Aos poucos, as próprias coisas vão-se fartando da vida neste ano louco. Foram os interruptores da luz os primeiros a falhar, uns a seguir aos outros, como se tivessem combinado deixar-nos às escuras progressivamente; depois, foi a caixa do correio literalmente a desfazer-se, a tampa que se atirou para o chão, deixando à chuva as notícias que nos chegam do mundo; o ferro de engomar veio a seguir e quando chegou a vez da máquina da roupa, levei as mãos à cabeça, em pânico que se seguisse a máquina do café.
Há qualquer coisa de fatídico quando as coisas desistem da vida, especialmente quando isso acontece no final de um ano merdoso, altura em que nos pomos a fazer contas aos sorrisos que ficaram escondidos atrás das máscaras, aos abraços apertados que reprimimos, às viagens que se ficaram pelos livros e ao sonhos que voaram nos balões largados nas festas que não fizemos. Como vos compreendo, coisas, não pensem que não. Também eu estive perto de atirar a toalha, cansada que andei até aí ao Natal, sem paciência para nada. Andas a gritar muito com as meninas, disse-me ele.
Ajuda-me quando me ponho a arrumar, não as coisas corriqueiras do dia a dia, as meias, os casacos que caíram do bengaleiro, a loiça, mas as grandes arrumações, como a roupa da nova estação ou a estante dos livros. Dá-me uma espécie de propósito, é terapêutico e mindful. No meu primeiro dia de férias depois de entregar o livro, pus-me a arrumar os livros da estante da Area. Tirei-os todos da estante, limpei-lhes o pó, agrupei-os por autor, nacionalidades, zonas geográficas, os clássicos numa ponta, os técnicos na outra. Está muito cheia, disse-me. Pedi-lhe uns dias para se habituar, que quando eu voltar a precisar de me acalmar logo os arrumo como estavam.

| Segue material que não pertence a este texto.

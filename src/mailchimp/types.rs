use serde::{Deserialize, Serialize};

/// An interest (group) inside one of the audience's interest categories.
#[derive(Debug, Clone, PartialEq, Eq, Serialize, Deserialize)]
pub struct Interest {
    pub id: String,
    pub name: String,
}

/// One segment condition of the campaign's recipient filter.
#[derive(Debug, Clone, PartialEq, Eq, Serialize)]
pub struct SegmentCondition {
    pub condition_type: String,
    pub field: String,
    pub op: String,
    pub value: Vec<String>,
}

#[derive(Debug, Clone, Serialize)]
pub struct SegmentOptions {
    #[serde(rename = "match")]
    pub match_type: String,
    pub conditions: Vec<SegmentCondition>,
}

#[derive(Debug, Clone, Serialize)]
pub struct Recipients {
    pub list_id: String,
    pub segment_opts: SegmentOptions,
}

#[derive(Debug, Clone, Serialize)]
pub struct CampaignSettings {
    pub subject_line: String,
    pub preview_text: String,
    pub title: String,
    pub from_name: String,
    pub reply_to: String,
    pub inline_css: bool,
    pub template_id: u64,
}

/// Body of `POST /campaigns`.
#[derive(Debug, Clone, Serialize)]
pub struct NewCampaign {
    #[serde(rename = "type")]
    pub campaign_type: String,
    pub recipients: Recipients,
    pub settings: CampaignSettings,
}

/// A created campaign as the provider reports it.
#[derive(Debug, Clone, PartialEq, Eq, Serialize, Deserialize)]
pub struct Campaign {
    #[serde(rename(serialize = "campaignId"))]
    pub id: String,
    #[serde(rename(serialize = "webId"))]
    pub web_id: u64,
    #[serde(rename(serialize = "archiveUrl"))]
    pub archive_url: String,
}

#[derive(Debug, Deserialize)]
pub(crate) struct CreatedTemplate {
    pub id: u64,
}

#[derive(Debug, Deserialize)]
pub(crate) struct InterestList {
    #[serde(default)]
    pub interests: Vec<Interest>,
}

#[derive(Debug, Deserialize)]
pub(crate) struct CampaignContent {
    #[serde(default)]
    pub html: String,
}

/// Problem document returned by the Marketing API on failure.
#[derive(Debug, Deserialize)]
pub(crate) struct ProblemDetail {
    #[serde(default)]
    pub title: String,
    #[serde(default)]
    pub detail: String,
}
use chrono::{DateTime, Locale, Utc};
use chrono_tz::Europe::Brussels;
use serde::Serialize;

pub const ELECTRONIC_PROCEDURE_KIND_URI: &str =
    "http://themis.vlaanderen.be/id/concept/vergaderactiviteit-type/2387564a-0897-4a62-9b9a-d1755eece7af";
pub const SPECIAL_MEETING_KIND_URI: &str =
    "http://themis.vlaanderen.be/id/concept/vergaderactiviteit-type/62a0a3c3-44ed-4f35-8b46-1d50616ad42c";
pub const VLAAMSE_VEERKRACHT_KIND_URI: &str =
    "http://themis.vlaanderen.be/id/concept/vergaderactiviteit-type/9b4701f8-a136-4009-94c6-d64fdc96b9a2";

/// Kind of the government meeting, which drives titles and subject lines.
#[derive(Debug, Clone, Copy, PartialEq, Eq, Default, Serialize)]
#[serde(rename_all = "snake_case")]
pub enum MeetingKind {
    #[default]
    Regular,
    ElectronicProcedure,
    Special,
    VlaamseVeerkracht,
}

impl MeetingKind {
    pub fn from_uri(uri: Option<&str>) -> Self {
        match uri {
            Some(ELECTRONIC_PROCEDURE_KIND_URI) => MeetingKind::ElectronicProcedure,
            Some(SPECIAL_MEETING_KIND_URI) => MeetingKind::Special,
            Some(VLAAMSE_VEERKRACHT_KIND_URI) => MeetingKind::VlaamseVeerkracht,
            _ => MeetingKind::Regular,
        }
    }

    /// Label shown in the newsletter header.
    pub fn label(&self) -> &'static str {
        match self {
            MeetingKind::Regular | MeetingKind::ElectronicProcedure => "Ministerraad",
            MeetingKind::Special => "Bijzondere ministerraad",
            MeetingKind::VlaamseVeerkracht => "Ministerraad - Plan Vlaamse Veerkracht",
        }
    }

    /// Label used mid-sentence ("de ministerraad", "de ministerraad - plan Vlaamse Veerkracht").
    pub fn label_in_sentence(&self) -> String {
        self.label()
            .to_lowercase()
            .replace("vlaamse veerkracht", "Vlaamse Veerkracht")
    }

    /// Inserted before "van <date>" in titles; empty or ends with a space.
    pub fn procedure_text(&self) -> &'static str {
        match self {
            MeetingKind::ElectronicProcedure => "via elektronische procedure ",
            _ => "",
        }
    }

    pub fn mail_subject_prefix(&self) -> &'static str {
        match self {
            MeetingKind::Regular => "Ministerraad",
            MeetingKind::ElectronicProcedure => "Ministerraad via elektronische procedure",
            MeetingKind::Special => "Bijzondere Ministerraad",
            MeetingKind::VlaamseVeerkracht => "Ministerraad Vlaamse Veerkracht",
        }
    }
}

/// Meeting-level data needed to title and date a newsletter.
#[derive(Debug, Clone, Serialize)]
#[serde(rename_all = "camelCase")]
pub struct AgendaInformation {
    pub meeting_uri: String,
    pub agenda_uri: String,
    pub meeting_date: DateTime<Utc>,
    pub document_publication_date: DateTime<Utc>,
    pub kind: MeetingKind,
}

impl AgendaInformation {
    /// Meeting date as "01 maart 2024" (Brussels time).
    pub fn formatted_start(&self) -> String {
        format_dutch(&self.meeting_date, "%d %B %Y")
    }

    /// Document release as "01 maart 2024 om 14:00" (Brussels time).
    pub fn formatted_document_date(&self) -> String {
        format_dutch(&self.document_publication_date, "%d %B %Y om %H:%M")
    }

    pub fn mail_title(&self) -> String {
        format!("beslissingen van {}", self.formatted_start())
    }

    pub fn mail_subject(&self) -> String {
        format!("{}: {}", self.kind.mail_subject_prefix(), self.mail_title())
    }

    /// Headline of the press feed, e.g. "Beslissingen van de ministerraad van 01 maart 2024".
    pub fn feed_title(&self) -> String {
        format!(
            "Beslissingen van de {} {}van {}",
            self.kind.label_in_sentence(),
            self.kind.procedure_text(),
            self.formatted_start()
        )
    }
}

pub fn format_dutch(value: &DateTime<Utc>, fmt: &str) -> String {
    value
        .with_timezone(&Brussels)
        .format_localized(fmt, Locale::nl_NL)
        .to_string()
}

Já mais calma, no segundo dia de férias, fui sozinha almoçar à beira-mar, com um livro e um copo de vinho.
O ano acaba amanhã; as coisas foram arranjadas ou substituídas; a máquina do café não avariou; tenho uma camisola nova para a festa de passagem de ano que não vou fazer e, na minha cabeça, soa uma espécie de mesmo refrão: já vais tarde, 2020.